* **EXERCISE INSTRUCTIONS**
If a line in the entries below contains "slot", copy it.

Extracted data entries:

◆ ◆ ◆ ◆ ◆ ◆ ◆

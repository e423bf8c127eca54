pub mod rig;
pub mod walk;

use glam::Vec3;

/// The robot's moveable joints. Closed set — every joint maps to exactly
/// one angle, no dynamic insertion or removal.
#[derive(Debug, Clone, Copy, PartialEq, Eq)]
#[repr(u8)]
pub enum Joint {
    LeftElbow = 0,
    LeftShoulder = 1,
    RightElbow = 2,
    RightShoulder = 3,
    LeftHip = 4,
    LeftKnee = 5,
    RightHip = 6,
    RightKnee = 7,
}

impl Joint {
    pub const COUNT: usize = 8;

    pub const ALL: [Joint; 8] = [
        Self::LeftElbow,
        Self::LeftShoulder,
        Self::RightElbow,
        Self::RightShoulder,
        Self::LeftHip,
        Self::LeftKnee,
        Self::RightHip,
        Self::RightKnee,
    ];

    pub fn label(self) -> &'static str {
        match self {
            Self::LeftElbow => "L Elbow",
            Self::LeftShoulder => "L Shoulder",
            Self::RightElbow => "R Elbow",
            Self::RightShoulder => "R Shoulder",
            Self::LeftHip => "L Hip",
            Self::LeftKnee => "L Knee",
            Self::RightHip => "R Hip",
            Self::RightKnee => "R Knee",
        }
    }

    fn index(self) -> usize {
        self as usize
    }
}

/// Complete instantaneous state of the robot rig.
///
/// Copied by value for baseline snapshots — a snapshot shares no mutable
/// state with the live model.
#[derive(Debug, Clone, Copy, PartialEq)]
pub struct Pose {
    /// Per-joint rotation in degrees. Unconstrained — wrapping past ±360°
    /// is a rendering concern, not a model concern.
    pub joints: [f32; Joint::COUNT],
    /// Root position in world space.
    pub position: Vec3,
    /// Root rotation, Euler degrees applied X then Y then Z.
    pub rotation: Vec3,
    /// Offset applied before the root rotation, so the rotation can pivot
    /// about a point other than the geometric center.
    pub pre_translation: Vec3,
}

impl Default for Pose {
    fn default() -> Self {
        Self {
            joints: [0.0; Joint::COUNT],
            position: Vec3::ZERO,
            rotation: Vec3::ZERO,
            pre_translation: Vec3::ZERO,
        }
    }
}

impl Pose {
    /// Linear interpolation between two poses, for render-side smoothing
    /// between simulation ticks.
    pub fn lerp(&self, other: &Pose, alpha: f32) -> Pose {
        let mut joints = [0.0; Joint::COUNT];
        for (i, slot) in joints.iter_mut().enumerate() {
            *slot = self.joints[i] + (other.joints[i] - self.joints[i]) * alpha;
        }
        Pose {
            joints,
            position: self.position.lerp(other.position, alpha),
            rotation: self.rotation.lerp(other.rotation, alpha),
            pre_translation: self.pre_translation.lerp(other.pre_translation, alpha),
        }
    }
}

/// The articulated model. Pure bookkeeping — mutation operations plus a
/// cloneable snapshot of the full state. Drawing is the renderer's job;
/// it reads the pose each frame via [`Robot::pose`].
#[derive(Debug, Default)]
pub struct Robot {
    pose: Pose,
}

impl Robot {
    pub fn new() -> Self {
        Self::default()
    }

    /// Absolute set of a single joint angle.
    pub fn set_joint(&mut self, joint: Joint, angle: f32) {
        self.pose.joints[joint.index()] = angle;
    }

    /// Add a delta to a single joint angle.
    pub fn rotate_joint(&mut self, joint: Joint, delta: f32) {
        self.pose.joints[joint.index()] += delta;
    }

    pub fn joint_angle(&self, joint: Joint) -> f32 {
        self.pose.joints[joint.index()]
    }

    pub fn set_position(&mut self, v: Vec3) {
        self.pose.position = v;
    }

    pub fn translate(&mut self, v: Vec3) {
        self.pose.position += v;
    }

    pub fn set_rotation(&mut self, v: Vec3) {
        self.pose.rotation = v;
    }

    pub fn rotate(&mut self, v: Vec3) {
        self.pose.rotation += v;
    }

    pub fn set_pre_translation(&mut self, v: Vec3) {
        self.pose.pre_translation = v;
    }

    pub fn pre_translate(&mut self, v: Vec3) {
        self.pose.pre_translation += v;
    }

    /// Independent copy of the full pose.
    pub fn pose(&self) -> Pose {
        self.pose
    }

    /// Wholesale pose restore, used for baseline resets.
    pub fn set_pose(&mut self, pose: Pose) {
        self.pose = pose;
    }
}

#[cfg(test)]
mod tests {
    use super::*;

    #[test]
    fn joint_mutation_accumulates() {
        let mut robot = Robot::new();
        robot.set_joint(Joint::LeftShoulder, 30.0);
        robot.rotate_joint(Joint::LeftShoulder, -10.0);
        assert_eq!(robot.joint_angle(Joint::LeftShoulder), 20.0);

        // Angles are allowed past a full turn.
        robot.rotate_joint(Joint::LeftShoulder, 700.0);
        assert_eq!(robot.joint_angle(Joint::LeftShoulder), 720.0);
    }

    #[test]
    fn snapshot_is_independent() {
        let mut robot = Robot::new();
        robot.set_joint(Joint::RightKnee, 15.0);
        robot.set_position(Vec3::new(0.0, -1.0, -6.0));

        let saved = robot.pose();

        robot.rotate_joint(Joint::RightKnee, 99.0);
        robot.translate(Vec3::new(1.0, 1.0, 1.0));
        assert_eq!(saved.joints[Joint::RightKnee as usize], 15.0);
        assert_eq!(saved.position, Vec3::new(0.0, -1.0, -6.0));

        robot.set_pose(saved);
        assert_eq!(robot.joint_angle(Joint::RightKnee), 15.0);
        assert_eq!(robot.pose(), saved);
    }

    #[test]
    fn pose_lerp_midpoint() {
        let mut a = Pose::default();
        let mut b = Pose::default();
        a.joints[0] = 10.0;
        b.joints[0] = 20.0;
        b.position = Vec3::new(2.0, 0.0, 4.0);

        let mid = a.lerp(&b, 0.5);
        assert_eq!(mid.joints[0], 15.0);
        assert_eq!(mid.position, Vec3::new(1.0, 0.0, 2.0));
    }
}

◆ ◆ ◆ ◆ ◆ ◆ ◆

* **SOLUTION BELOW**
        for (i, slot) in joints.iter_mut().enumerate() {
            *slot = self.joints[i] + (other.joints[i] - self.joints[i]) * alpha;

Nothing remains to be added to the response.